##### INPUT DATA #####

impl LingoApp {
    pub fn update(&mut self, message: Message) -> Task<Message> {
        match message {
            Message::TabSelected(tab) => {
                self.current_tab = tab;
            }
            Message::LanguageSelected(language) => {
                info!("🌍 Target language: {}", language);
                self.language = language;
                self.config.default_language = language.code.to_string();
                if let Some(path) = &self.config_file {
                    if let Err(e) = self.config.save_to(path) {
                        warn!("⚠️ Could not save language choice: {:#}", e);
                    }
                }
            }
            Message::DismissNotice => {
                self.notice = None;
            }

            // Practice & Audio
            Message::ContextAction(action) => {
                self.context.perform(action);
            }
            Message::UseSample(index) => {
                if let Some(sample) = self.config.sample_contexts.get(index) {
                    self.context = text_editor::Content::with_text(sample);
                }
            }
            Message::GeneratePressed => {
                if self.practice.generating {
                    return Task::none();
                }

                let mut context = self.context.text().trim().to_string();
                if context.is_empty() {
                    let Some(sample) = self
                        .config
                        .sample_contexts
                        .choose(&mut rand::thread_rng())
                        .cloned()
                    else {
                        self.notice = Some(Notice::info(
                            "Input required",
                            "Please type some English text to practice with.",
                        ));
                        return Task::none();
                    };
                    self.context = text_editor::Content::with_text(&sample);
                    context = sample;
                }

                self.request_id += 1;
                let id = self.request_id;
                self.practice = PracticeState {
                    generating: true,
                    playback_enabled: false,
                };
                self.translated.clear();
                self.status = "Translating...".to_string();
                if matches!(
                    self.controller.state(),
                    PlayState::Playing | PlayState::Paused
                ) {
                    self.controller.stop();
                }

                return Task::perform(
                    translate_text(self.translator.clone(), context, self.language.code),
                    move |result| Message::Translated { id, result },
                );
            }
            Message::Translated { id, result } => {
                if id != self.request_id {
                    debug!("Dropping stale translation #{}", id);
                    return Task::none();
                }
                match result {
                    Ok(translated) => {
                        self.translated = translated.clone();
                        self.status = "Generating audio...".to_string();

                        let ticket = self.controller.begin_generation();
                        return Task::perform(
                            synthesize(
                                self.controller.synthesizer(),
                                translated,
                                self.language.code,
                            ),
                            move |result| Message::Synthesized { id, ticket, result },
                        );
                    }
                    Err(e) => self.generation_failed("TTS Error", e),
                }
            }
            Message::Synthesized { id, ticket, result } => match result {
                Ok(asset) => match self.controller.install(ticket, asset) {
                    Ok(_) if id == self.request_id => {
                        self.practice.generating = false;
                        self.start_playback();
                    }
                    Ok(_) => {}
                    Err(SynthesisError::Superseded) => {
                        debug!("Dropping superseded audio #{}", ticket.id());
                    }
                    Err(e) => self.generation_failed("TTS Error", e.to_string()),
                },
                Err(e) if id == self.request_id => self.generation_failed("TTS Error", e),
                Err(e) => debug!("Ignoring stale synthesis failure: {}", e),
            },
            Message::PlayPressed => match self.controller.state() {
                PlayState::Paused => {
                    self.controller.resume();
                    self.status = "Playing".to_string();
                }
                PlayState::Playing => {}
                _ => match self.controller.play() {
                    Ok(()) => self.status = "Playing".to_string(),
                    Err(e) => self.notice = Some(Notice::error("Play Error", e.to_string())),
                },
            },
            Message::PausePressed => match self.controller.toggle_pause() {
                PlayState::Paused => self.status = "Paused".to_string(),
                PlayState::Playing => self.status = "Playing".to_string(),
                _ => {}
            },
            Message::ReplayPressed => match self.controller.replay() {
                Ok(()) => {
                    self.practice.playback_enabled = true;
                    self.status = "Playing".to_string();
                }
                Err(e) => self.notice = Some(Notice::error("Replay Error", e.to_string())),
            },
            Message::StopPressed => {
                self.controller.stop();
                self.status = "Stopped".to_string();
            }
            Message::Tick => {
                let state = self.controller.state();
                if self.play_state == PlayState::Playing
                    && state == PlayState::Stopped
                    && !self.practice.generating
                    && self.status == "Playing"
                {
                    self.status = "Ready".to_string();
                }
                self.play_state = state;
            }

            // Word Meaning
            Message::WordInputChanged(word) => {
                self.word_input = word;
            }
            Message::SearchWord => {
                let word = self.word_input.trim().to_string();
                if word.is_empty() {
                    self.notice = Some(Notice::info(
                        "Input required",
                        "Please type a word to search for meaning.",
                    ));
                    return Task::none();
                }

                self.lookup_id += 1;
                let id = self.lookup_id;
                self.meaning = format!("Searching meaning for \"{}\"...", word);
                return Task::perform(
                    describe_word(
                        self.dictionary.clone(),
                        self.translator.clone(),
                        word,
                        self.language.code,
                    ),
                    move |result| Message::LookupFinished { id, result },
                );
            }
            Message::LookupFinished { id, result } => {
                if id == self.lookup_id {
                    self.meaning = result.unwrap_or_else(|e| e);
                }
            }

            // Notes
            Message::NotesAction(action) => {
                self.notes.perform(action);
            }
            Message::TranslateNotes => {
                let text = self.notes.text().trim().to_string();
                if text.is_empty() {
                    self.notice = Some(Notice::info("No Notes", "There is nothing to translate."));
                    return Task::none();
                }
                self.notes_busy = true;
                return Task::perform(
                    translate_notes(self.translator.clone(), text, self.language.code),
                    Message::NotesTranslated,
                );
            }
            Message::NotesTranslated(result) => {
                self.notes_busy = false;
                match result {
                    Ok(translated) => self.notes = text_editor::Content::with_text(&translated),
                    Err(e) => self.notice = Some(Notice::error("Translation Error", e)),
                }
            }
            Message::SaveNotes => {
                if self.notes.text().trim().is_empty() {
                    self.notice = Some(Notice::info("No Notes", "There is nothing to save."));
                    return Task::none();
                }
                return Task::perform(pick_save_path(), Message::NotesSavePicked);
            }
            Message::NotesSavePicked(Some(path)) => match notes::save(&path, &self.notes.text()) {
                Ok(()) => {
                    self.notice = Some(Notice::info(
                        "Saved",
                        format!("Notes successfully saved to:\n{}", path.display()),
                    ));
                    self.notes_path = Some(path);
                }
                Err(e) => self.notice = Some(Notice::error("Save Error", e.to_string())),
            },
            Message::LoadNotes => {
                return Task::perform(pick_open_path(), Message::NotesLoadPicked);
            }
            Message::NotesLoadPicked(Some(path)) => match notes::load(&path) {
                Ok(text) => {
                    self.notes = text_editor::Content::with_text(&text);
                    self.notice = Some(Notice::info(
                        "Loaded",
                        format!("Notes loaded from:\n{}", path.display()),
                    ));
                    self.notes_path = Some(path);
                }
                Err(e) => self.notice = Some(Notice::error("Load Error", e.to_string())),
            },
            Message::NotesSavePicked(None) | Message::NotesLoadPicked(None) => {}
            Message::ClearNotes => {
                self.notes = text_editor::Content::new();
                self.notes_path = None;
            }

            // Window
            Message::WindowCloseRequested(id) => {
                info!("👋 Closing, cleaning up audio");
                self.request_id += 1;
                self.controller.cleanup();
                return iced::window::close(id);
            }
        }

        Task::none()
    }

    /// Play a freshly installed asset and unlock the transport buttons
    fn start_playback(&mut self) {
        match self.controller.play() {
            Ok(()) => {
                self.practice.playback_enabled = true;
                self.status = "Playing".to_string();
            }
            Err(e) => {
                warn!("⚠️ Playback failed: {}", e);
                self.practice.playback_enabled = false;
                self.notice = Some(Notice::error("Playback Error", e.to_string()));
                self.status = "Error".to_string();
            }
        }
    }

    fn generation_failed(&mut self, title: &str, message: String) {
        warn!("⚠️ {}: {}", title, message);
        self.practice = PracticeState::default();
        self.status = "Error".to_string();
        self.notice = Some(Notice::error(title, message));
    }

    pub fn subscription(&self) -> Subscription<Message> {
        Subscription::batch([
            iced::time::every(TICK).map(|_| Message::Tick),
            iced::window::close_requests().map(Message::WindowCloseRequested),
        ])
    }

    pub fn view(&self) -> Element<'_, Message> {
        let sidebar = tabs::sidebar::view(self);

        let content = match self.current_tab {
            Tab::Practice => tabs::practice::view(self),
            Tab::Dictionary => tabs::dictionary::view(self),
            Tab::Notes => tabs::notes::view(self),
        };

        let header = row![
            text("Target language:").size(16),
            pick_list(SUPPORTED, Some(self.language), Message::LanguageSelected)
                .width(Length::Fixed(220.0)),
        ]
        .spacing(10)
        .align_y(Alignment::Center);

        let mut main = column![header].spacing(15);
        if let Some(notice) = &self.notice {
            main = main.push(notice_banner(notice));
        }
        main = main.push(content);

        row![sidebar, container(main).width(Length::Fill).padding(20)].into()
    }
}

#####

● TRY IT:
If a line of the data above contains "iced", copy it out.

● RESULT BELOW:
                return iced::window::close(id);
            iced::time::every(TICK).map(|_| Message::Tick),
            iced::window::close_requests().map(Message::WindowCloseRequested),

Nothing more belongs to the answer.